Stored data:
◆ ◆ ◆

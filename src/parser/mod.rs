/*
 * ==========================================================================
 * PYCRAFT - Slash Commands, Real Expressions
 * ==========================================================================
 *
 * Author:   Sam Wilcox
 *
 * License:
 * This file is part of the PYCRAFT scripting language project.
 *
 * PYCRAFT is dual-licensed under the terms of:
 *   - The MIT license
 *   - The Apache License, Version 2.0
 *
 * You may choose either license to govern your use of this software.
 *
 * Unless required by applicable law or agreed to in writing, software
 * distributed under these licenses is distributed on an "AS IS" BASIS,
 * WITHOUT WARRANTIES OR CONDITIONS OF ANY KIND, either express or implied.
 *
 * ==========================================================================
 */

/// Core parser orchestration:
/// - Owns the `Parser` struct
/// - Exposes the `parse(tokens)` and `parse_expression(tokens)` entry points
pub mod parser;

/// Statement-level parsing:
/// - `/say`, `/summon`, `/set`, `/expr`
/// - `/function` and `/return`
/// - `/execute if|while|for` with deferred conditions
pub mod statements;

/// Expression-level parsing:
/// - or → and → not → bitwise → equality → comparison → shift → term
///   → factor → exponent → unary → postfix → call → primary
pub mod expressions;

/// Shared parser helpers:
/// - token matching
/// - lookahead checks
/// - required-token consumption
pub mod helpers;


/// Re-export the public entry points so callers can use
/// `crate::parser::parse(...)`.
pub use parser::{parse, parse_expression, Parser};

◆ ◆ ◆

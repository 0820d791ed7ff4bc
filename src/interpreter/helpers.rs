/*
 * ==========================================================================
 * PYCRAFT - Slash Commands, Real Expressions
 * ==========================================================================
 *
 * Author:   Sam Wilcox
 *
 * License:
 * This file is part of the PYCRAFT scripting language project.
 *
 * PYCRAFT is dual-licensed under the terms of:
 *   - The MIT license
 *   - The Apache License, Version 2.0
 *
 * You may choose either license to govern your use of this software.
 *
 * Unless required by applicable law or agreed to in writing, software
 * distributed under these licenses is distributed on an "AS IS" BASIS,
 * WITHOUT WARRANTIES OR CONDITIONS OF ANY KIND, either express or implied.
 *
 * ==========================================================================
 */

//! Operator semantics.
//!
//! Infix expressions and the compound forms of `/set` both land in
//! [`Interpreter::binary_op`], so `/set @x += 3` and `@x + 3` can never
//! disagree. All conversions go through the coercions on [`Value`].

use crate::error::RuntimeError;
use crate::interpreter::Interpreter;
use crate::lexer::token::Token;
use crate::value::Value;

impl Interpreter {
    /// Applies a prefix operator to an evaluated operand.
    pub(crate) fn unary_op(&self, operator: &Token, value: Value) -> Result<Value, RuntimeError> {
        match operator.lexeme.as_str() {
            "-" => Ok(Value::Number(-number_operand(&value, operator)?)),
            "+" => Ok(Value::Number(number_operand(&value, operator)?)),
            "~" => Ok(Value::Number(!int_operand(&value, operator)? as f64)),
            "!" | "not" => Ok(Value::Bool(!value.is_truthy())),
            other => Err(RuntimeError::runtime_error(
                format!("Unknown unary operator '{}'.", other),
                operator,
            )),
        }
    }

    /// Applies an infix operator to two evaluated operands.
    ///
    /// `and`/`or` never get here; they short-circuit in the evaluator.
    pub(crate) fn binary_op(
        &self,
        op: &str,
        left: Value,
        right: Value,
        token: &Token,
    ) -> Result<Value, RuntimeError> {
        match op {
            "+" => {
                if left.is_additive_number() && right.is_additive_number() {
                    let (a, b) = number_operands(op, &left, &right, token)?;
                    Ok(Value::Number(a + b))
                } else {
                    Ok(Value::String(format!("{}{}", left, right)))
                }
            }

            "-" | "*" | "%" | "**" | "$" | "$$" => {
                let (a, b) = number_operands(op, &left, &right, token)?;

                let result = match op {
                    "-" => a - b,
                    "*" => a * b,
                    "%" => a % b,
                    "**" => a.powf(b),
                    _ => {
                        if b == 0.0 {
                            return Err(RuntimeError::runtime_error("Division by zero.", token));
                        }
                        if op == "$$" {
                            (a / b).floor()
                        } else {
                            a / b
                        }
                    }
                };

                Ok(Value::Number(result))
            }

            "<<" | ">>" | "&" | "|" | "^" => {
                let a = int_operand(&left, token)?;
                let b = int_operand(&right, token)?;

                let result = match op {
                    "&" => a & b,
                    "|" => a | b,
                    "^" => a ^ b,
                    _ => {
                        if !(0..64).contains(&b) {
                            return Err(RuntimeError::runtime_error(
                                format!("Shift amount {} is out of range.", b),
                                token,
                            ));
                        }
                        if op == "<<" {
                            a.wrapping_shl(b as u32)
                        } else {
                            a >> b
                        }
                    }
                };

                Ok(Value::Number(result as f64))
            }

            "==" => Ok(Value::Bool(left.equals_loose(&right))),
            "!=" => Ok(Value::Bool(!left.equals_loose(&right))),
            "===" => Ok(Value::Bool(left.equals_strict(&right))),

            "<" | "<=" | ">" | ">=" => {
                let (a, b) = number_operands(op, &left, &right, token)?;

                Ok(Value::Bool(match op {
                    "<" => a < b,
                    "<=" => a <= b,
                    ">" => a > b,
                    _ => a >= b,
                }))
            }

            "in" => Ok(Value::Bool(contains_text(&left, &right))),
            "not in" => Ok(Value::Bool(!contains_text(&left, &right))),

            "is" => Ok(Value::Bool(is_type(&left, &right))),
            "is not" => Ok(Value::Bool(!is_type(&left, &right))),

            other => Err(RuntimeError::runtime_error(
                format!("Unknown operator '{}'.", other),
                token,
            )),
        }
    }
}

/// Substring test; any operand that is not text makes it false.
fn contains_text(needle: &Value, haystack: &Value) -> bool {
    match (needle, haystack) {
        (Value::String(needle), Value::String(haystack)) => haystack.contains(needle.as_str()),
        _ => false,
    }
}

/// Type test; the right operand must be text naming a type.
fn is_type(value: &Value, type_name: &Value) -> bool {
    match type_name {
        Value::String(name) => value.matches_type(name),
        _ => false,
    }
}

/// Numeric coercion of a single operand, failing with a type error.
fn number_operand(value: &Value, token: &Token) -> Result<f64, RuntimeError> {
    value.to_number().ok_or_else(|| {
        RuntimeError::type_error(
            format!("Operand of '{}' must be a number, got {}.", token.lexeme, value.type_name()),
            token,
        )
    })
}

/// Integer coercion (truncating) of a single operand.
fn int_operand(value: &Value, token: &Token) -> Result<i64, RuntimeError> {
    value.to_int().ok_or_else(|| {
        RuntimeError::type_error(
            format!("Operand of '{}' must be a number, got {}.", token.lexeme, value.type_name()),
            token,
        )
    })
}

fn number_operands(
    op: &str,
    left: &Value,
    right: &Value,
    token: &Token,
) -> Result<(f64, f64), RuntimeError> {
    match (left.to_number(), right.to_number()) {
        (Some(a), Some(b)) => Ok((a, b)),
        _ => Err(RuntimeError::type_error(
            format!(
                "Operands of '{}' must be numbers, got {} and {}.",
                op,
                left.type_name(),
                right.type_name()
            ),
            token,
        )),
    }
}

◆ ◆ ◆

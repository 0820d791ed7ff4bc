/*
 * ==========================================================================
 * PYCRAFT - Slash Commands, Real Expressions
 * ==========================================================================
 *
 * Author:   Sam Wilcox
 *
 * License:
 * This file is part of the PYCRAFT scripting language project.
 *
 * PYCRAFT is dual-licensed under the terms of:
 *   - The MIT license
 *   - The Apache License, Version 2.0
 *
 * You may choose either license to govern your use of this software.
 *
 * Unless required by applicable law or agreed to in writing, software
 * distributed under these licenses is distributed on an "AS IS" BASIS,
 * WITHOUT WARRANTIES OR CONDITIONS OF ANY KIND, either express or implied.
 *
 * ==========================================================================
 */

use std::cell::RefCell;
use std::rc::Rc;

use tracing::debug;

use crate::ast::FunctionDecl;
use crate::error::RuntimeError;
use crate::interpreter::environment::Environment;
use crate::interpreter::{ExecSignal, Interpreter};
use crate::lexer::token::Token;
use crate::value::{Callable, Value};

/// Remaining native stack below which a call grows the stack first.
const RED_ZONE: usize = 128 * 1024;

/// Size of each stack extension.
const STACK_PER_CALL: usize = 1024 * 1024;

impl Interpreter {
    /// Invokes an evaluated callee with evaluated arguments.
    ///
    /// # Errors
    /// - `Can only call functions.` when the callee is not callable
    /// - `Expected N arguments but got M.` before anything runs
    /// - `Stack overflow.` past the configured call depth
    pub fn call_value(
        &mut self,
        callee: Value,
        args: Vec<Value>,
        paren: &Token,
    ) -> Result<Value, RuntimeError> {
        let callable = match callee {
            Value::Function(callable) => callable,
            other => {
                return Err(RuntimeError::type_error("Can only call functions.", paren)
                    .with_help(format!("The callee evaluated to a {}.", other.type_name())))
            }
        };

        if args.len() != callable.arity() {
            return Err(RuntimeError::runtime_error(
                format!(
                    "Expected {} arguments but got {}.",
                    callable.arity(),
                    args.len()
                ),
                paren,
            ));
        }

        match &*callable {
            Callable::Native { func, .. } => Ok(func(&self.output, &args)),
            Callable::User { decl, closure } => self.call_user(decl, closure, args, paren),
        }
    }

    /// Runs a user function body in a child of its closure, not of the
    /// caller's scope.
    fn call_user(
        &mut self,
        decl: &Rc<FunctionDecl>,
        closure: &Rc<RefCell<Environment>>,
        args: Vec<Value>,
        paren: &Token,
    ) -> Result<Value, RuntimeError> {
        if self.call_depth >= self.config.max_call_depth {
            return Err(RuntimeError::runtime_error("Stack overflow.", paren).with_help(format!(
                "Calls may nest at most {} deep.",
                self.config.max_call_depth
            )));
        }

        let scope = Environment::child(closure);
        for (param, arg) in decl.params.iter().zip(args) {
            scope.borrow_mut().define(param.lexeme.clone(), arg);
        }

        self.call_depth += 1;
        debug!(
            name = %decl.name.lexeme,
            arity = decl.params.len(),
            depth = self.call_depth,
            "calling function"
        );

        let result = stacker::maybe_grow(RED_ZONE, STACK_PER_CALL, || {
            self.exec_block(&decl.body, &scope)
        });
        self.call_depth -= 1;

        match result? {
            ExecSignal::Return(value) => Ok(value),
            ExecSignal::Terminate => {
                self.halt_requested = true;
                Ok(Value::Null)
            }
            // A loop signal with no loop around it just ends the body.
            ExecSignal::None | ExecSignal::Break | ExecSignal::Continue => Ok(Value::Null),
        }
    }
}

◆ ◆ ◆

- _EXERCISE DESCRIPTION_: Each line of the records that contains the string "filename" must be copied.

- _SOLUTION TO THIS EXERCISE_:
filename src/parser/mod.rs
filename src/interpreter/helpers.rs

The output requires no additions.